Ci scrive un testimone: una festa di popolo!

franco

di Franco Visintainer

Come raramente mi è capitato, ieri, in piazza S. Giovanni a Roma, ho provato l’orgoglio di appartenere a un popolo, la fierezza di aver ritrovato la mia gente.
Troppe volte abbiamo sentito l’amarezza di fronte a esempi e comportamenti brutti e indegni, ma regolarmente messi in risalto sulle pagine della cronaca.
Ieri no, è accaduto qualche cosa di profondamente diverso.
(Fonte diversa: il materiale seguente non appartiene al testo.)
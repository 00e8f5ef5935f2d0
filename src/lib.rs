pub mod config;
pub mod error;
pub mod models;
pub mod output;
pub mod parsers;
pub mod processors;
pub mod utils;

// 주요 기능 재내보내기(re-exporting)
pub use config::{AnalysisConfig, Cli, LoaderKind};
pub use error::{Result, TraceError};
pub use models::{DistributionKind, Operation, OperationTokens, TraceRecord};
pub use output::{ResultWriter, SkipReason, WriteOutcome, WriteReport};
pub use parsers::{parse_trace_file, parse_trace_file_high_perf};
pub use processors::{
    analyze_trace, inter_arrival_times, read_after_write_intervals, run_analysis, EmpiricalCdf,
    TraceAnalysis,
};
use serde::Serialize;
use std::fmt;

// 출력되는 분포 종류
#[derive(Serialize, Debug, Clone, Copy, PartialEq, Eq, Hash)]
#[serde(rename_all = "snake_case")]
pub enum DistributionKind {
    ReadIat,
    WriteIat,
    ReadAfterWrite,
}

impl DistributionKind {
    pub const ALL: [DistributionKind; 3] = [
        DistributionKind::ReadIat,
        DistributionKind::WriteIat,
        DistributionKind::ReadAfterWrite,
    ];

    /// 출력 파일 이름에 붙는 접미사
    pub fn suffix(&self) -> &'static str {
        match self {
            DistributionKind::ReadIat => "_read_iat_cdf",
            DistributionKind::WriteIat => "_write_iat_cdf",
            DistributionKind::ReadAfterWrite => "_raw_cdf",
        }
    }

    // 표시 이름 반환
    pub fn display_name(&self) -> &'static str {
        match self {
            DistributionKind::ReadIat => "Read IAT",
            DistributionKind::WriteIat => "Write IAT",
            DistributionKind::ReadAfterWrite => "Read-after-write",
        }
    }
}

impl fmt::Display for DistributionKind {
    fn fmt(&self, f: &mut fmt::Formatter<'_>) -> fmt::Result {
        f.write_str(self.display_name())
    }
}
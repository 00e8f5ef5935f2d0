use crate::models::DistributionKind;
use crate::processors::EmpiricalCdf;
use plotters::prelude::*;
use std::path::Path;

const WIDTH: u32 = 1000;
const HEIGHT: u32 = 800;
const FONT_FAMILY: &str = "sans-serif";

/// `(x, y)`를 steps-post 형태의 꺾은선 좌표로 변환
fn step_points(cdf: &EmpiricalCdf) -> Vec<(f64, f64)> {
    let mut points = Vec::with_capacity(cdf.len() * 2);
    let mut previous_y = 0.0;

    for (x, y) in cdf.rows() {
        let x = x as f64;
        points.push((x, previous_y));
        points.push((x, y));
        previous_y = y;
    }

    points
}

/// Draw a CDF as a step plot and save it as PNG.
pub fn plot_cdf(cdf: &EmpiricalCdf, kind: DistributionKind, path: &Path) -> Result<(), String> {
    if cdf.is_empty() {
        return Err("No samples available for the CDF plot".to_string());
    }

    let points = step_points(cdf);
    let min_x = cdf.x[0] as f64;
    let mut max_x = cdf.x[cdf.len() - 1] as f64;
    if max_x <= min_x {
        max_x = min_x + 1.0;
    }

    let root = BitMapBackend::new(path, (WIDTH, HEIGHT)).into_drawing_area();
    root.fill(&WHITE).map_err(|e| e.to_string())?;

    let mut chart = ChartBuilder::on(&root)
        .caption(
            format!("{} CDF", kind.display_name()),
            (FONT_FAMILY, 30).into_font(),
        )
        .margin(10)
        .x_label_area_size(50)
        .y_label_area_size(60)
        .build_cartesian_2d(min_x..max_x, 0.0..1.05)
        .map_err(|e| e.to_string())?;

    chart
        .configure_mesh()
        .x_desc("Interval")
        .y_desc("Cumulative share")
        .axis_desc_style((FONT_FAMILY, 20))
        .label_style((FONT_FAMILY, 15))
        .draw()
        .map_err(|e| e.to_string())?;

    chart
        .draw_series(LineSeries::new(points, RGBColor(65, 105, 225).stroke_width(2)))
        .map_err(|e| e.to_string())?;

    root.present().map_err(|e| e.to_string())?;
    Ok(())
}

#[cfg(test)]
mod tests {
    use super::*;

    #[test]
    fn test_step_points() {
        let cdf = EmpiricalCdf::from_samples(vec![1, 3]).unwrap();
        let points = step_points(&cdf);
        assert_eq!(
            points,
            vec![(1.0, 0.0), (1.0, 0.25), (3.0, 0.25), (3.0, 1.0)]
        );
    }
}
In mezzo a quella folla così bella, entusiasta, eppure composta,

con la luce negli occhi e il cuore che batteva forte, mi è venuto spontaneo pensare: ma allora possiamo sentirci ancora, in questa nostra Italia, veramente fratelli e sorelle…. Allora si può ancora pensare che questo paese, al momento giusto, sappia destarsi dal torpore, alzarsi in piedi e farlo per una volta, non per urlare e agitare scompostamente un tricolore in uno stadio in occasione di una partita o per spaccare vetrine e incendiare auto in sosta….
Siamo stati protagonisti di un evento grande, che ha fatto un bene enorme a questo paese (e non solo); è stato dato un segnale bello, un’iniezione di speranza a tante persone che per qualche ora hanno rialzato il capo dalla fatica e dal sudore di un vivere che spesso mette a dura prova.
Quale segnale? Soprattutto abbiamo voluto mostrare che la vita, nonostante le difficoltà, è una partita che merita di essere giocata fino in fondo, è una realtà densa di significato, perché si fonda su di un Progetto più grande di noi e in cui ciascuno ha un ruolo da protagonista, titolare di un compito che gli è stato affidato.. Fondamentale in questo mandato affidato a ciascuno è l’avventura di scegliersi e donarsi l’un l’altro, da parte di un lui e una lei, in una promessa di un legame unico e per sempre; la scommessa di accogliere con gioia ogni nuova vita e prendersene cura, costi quello che costi.
In piazza S. Giovanni ci siamo ritrovati, ci siamo abbracciati, abbiamo cantato insieme, sconosciuti fino all’attimo prima, ma fratelli da sempre fino dal primo istante.
Soprattutto ci siamo fatti sentire come forse mai prima, da chi abita i palazzi del potere.
Cosa ha voluto esprimere questo gesto così spontaneo, così entusiasta?
Che la grandezza di un popolo sta nella sua forza morale e spirituale, sta nel rispetto e attaccamento alle proprie radici e ai propri valori più cari; sta nel coraggio di alzarsi e difendere strenuamente tutto questo patrimonio che gli appartiene. Che governanti che pretendono di imporre leggi che calpestano i fondamenti morali della propria gente, sono indegni di governare.
Nel comune sentire di quel grandissimo (anche per i numeri) popolo, a piazza s. Giovanni, si è respirato qualche cosa di profondamente autentico, cioè il fatto che tutti noi abbiamo nella stessa ora avvertito di essere una Patria, non solo sul piano dell’impegno civile, ma anche e soprattutto nel riconoscere e vivere le comuni origini della nostra Civiltà, che ha alla base l’annuncio di Cristo, trasmessoci dalle nostre famiglie, che è nostro dovere testimoniare alle giovani generazioni.
Sì in questa ITALIA è bello esserci. Provo orgoglio ad essere cittadino italiano.